27th Mayor of Wanganui
- In office 2010–2016
- Preceded by: Michael Laws
- Succeeded by: Hamish McDouall

Personal details
- Born: Castlecliff, Whanganui, New Zealand

= Annette Main =

Annette Kay Main (born 1951/1952) is a New Zealand local-body politician. She served as mayor of Whanganui from 2010 to 2016, and was the first woman to hold that office.

==Early life and family==
Main was born in Castlecliff in Whanganui and attended Castlecliff School and Whanganui High School. She trained as a teacher, before becoming a parent. She worked for New Zealand Post in their public relations department, for the Whanganui District Council as a tourism officer, and then ran a tourism business.

==Political career==
In 1998 Main was elected to the Manawatū-Whanganui Regional Council, where she served for 12 years. During that time she chaired the environment committee and served as deputy chair.
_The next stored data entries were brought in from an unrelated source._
use chrono::{DateTime, Utc};
use serde::{Deserialize, Serialize};

use herald_shared::{Addr, MediaInfo, MediaKind};

/// Identity presented to the upstream service at pairing time.
///
/// These fields must be in place before the first pairing; the upstream pins
/// them to the linked device and they cannot be corrected without
/// re-pairing. Client constructors take this struct for that reason.
#[derive(Debug, Clone, Serialize, Deserialize)]
pub struct DeviceIdentity {
    pub os_name: String,
    pub platform: String,
}

impl Default for DeviceIdentity {
    fn default() -> Self {
        Self {
            os_name: "herald".to_string(),
            platform: "server".to_string(),
        }
    }
}

/// Result of uploading encrypted bytes to the protocol CDN.
#[derive(Debug, Clone, Default, Serialize, Deserialize)]
pub struct UploadHandle {
    pub url: String,
    pub direct_path: String,
    pub media_key: Vec<u8>,
    pub plaintext_sha256: Vec<u8>,
    pub encrypted_sha256: Vec<u8>,
    pub byte_length: u64,
}

/// A typed outgoing media message, assembled from an upload handle.
#[derive(Debug, Clone)]
pub struct OutgoingMedia {
    pub kind: MediaKind,
    pub mime_type: String,
    pub filename: String,
    pub caption: String,
    pub upload: UploadHandle,
}

/// Everything the client needs to fetch, decrypt, and hash-verify stored
/// media.
#[derive(Debug, Clone)]
pub struct MediaDownloadRequest {
    pub kind: MediaKind,
    pub mime_type: String,
    pub direct_path: String,
    pub media_key: Vec<u8>,
    pub plaintext_sha256: Vec<u8>,
    pub encrypted_sha256: Vec<u8>,
    pub byte_length: u64,
}

impl MediaDownloadRequest {
    /// Build a request from stored metadata. `None` when the row does not
    /// carry enough to download (no key or no CDN path).
    pub fn from_media(media: &MediaInfo) -> Option<Self> {
        if !media.downloadable() {
            return None;
        }
        Some(Self {
            kind: media.kind.unwrap_or(MediaKind::Document),
            mime_type: media.mime_type.clone(),
            direct_path: media.direct_path.clone(),
            media_key: media.media_key.clone(),
            plaintext_sha256: media.plaintext_sha256.clone(),
            encrypted_sha256: media.encrypted_sha256.clone(),
            byte_length: media.byte_length,
        })
    }
}

/// Candidate names pushed by the upstream contact list.
#[derive(Debug, Clone, Serialize, Deserialize)]
pub struct ContactUpdate {
    pub address: Addr,
    pub push_name: String,
    pub full_name: String,
    pub first_name: String,
    pub business_name: String,
}

#[derive(Debug, Clone, Serialize, Deserialize)]
pub struct GroupParticipant {
    pub address: Addr,
    pub is_admin: bool,
    pub is_superadmin: bool,
}

/// Group metadata as the upstream reports it.
#[derive(Debug, Clone, Serialize, Deserialize)]
pub struct GroupSnapshot {
    pub address: Addr,
    pub name: String,
    pub owner: Option<Addr>,
    pub created_at: Option<DateTime<Utc>>,
    pub participants: Vec<GroupParticipant>,
}

#[derive(Debug, Clone, Copy, PartialEq, Eq, Serialize, Deserialize)]
#[serde(rename_all = "lowercase")]
pub enum ParticipantAction {
    Add,
    Remove,
    Promote,
    Demote,
}

impl ParticipantAction {
    pub fn parse(s: &str) -> Option<Self> {
        match s {
            "add" => Some(ParticipantAction::Add),
            "remove" => Some(ParticipantAction::Remove),
            "promote" => Some(ParticipantAction::Promote),
            "demote" => Some(ParticipantAction::Demote),
            _ => None,
        }
    }
}

/// The oldest stored message of a chat, used to anchor a history request.
#[derive(Debug, Clone)]
pub struct HistoryAnchor {
    pub message_id: String,
    pub ts: DateTime<Utc>,
    pub from_me: bool,
    pub sender: String,
}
In 2010 she was elected mayor of Whanganui, becoming the first woman to hold the position. She was re-elected in 2013. As mayor, she supported the New Zealand Geographic board's decision to change the town's name to include an "h". She did not stand for re-election in 2016, instead successfully pursuing a seat on the Whanganui District Health Board.

Main was appointed an Officer of the New Zealand Order of Merit, for services to local government, in the 2017 New Year Honours. In 2018 she was appointed to the council of the Universal College of Learning.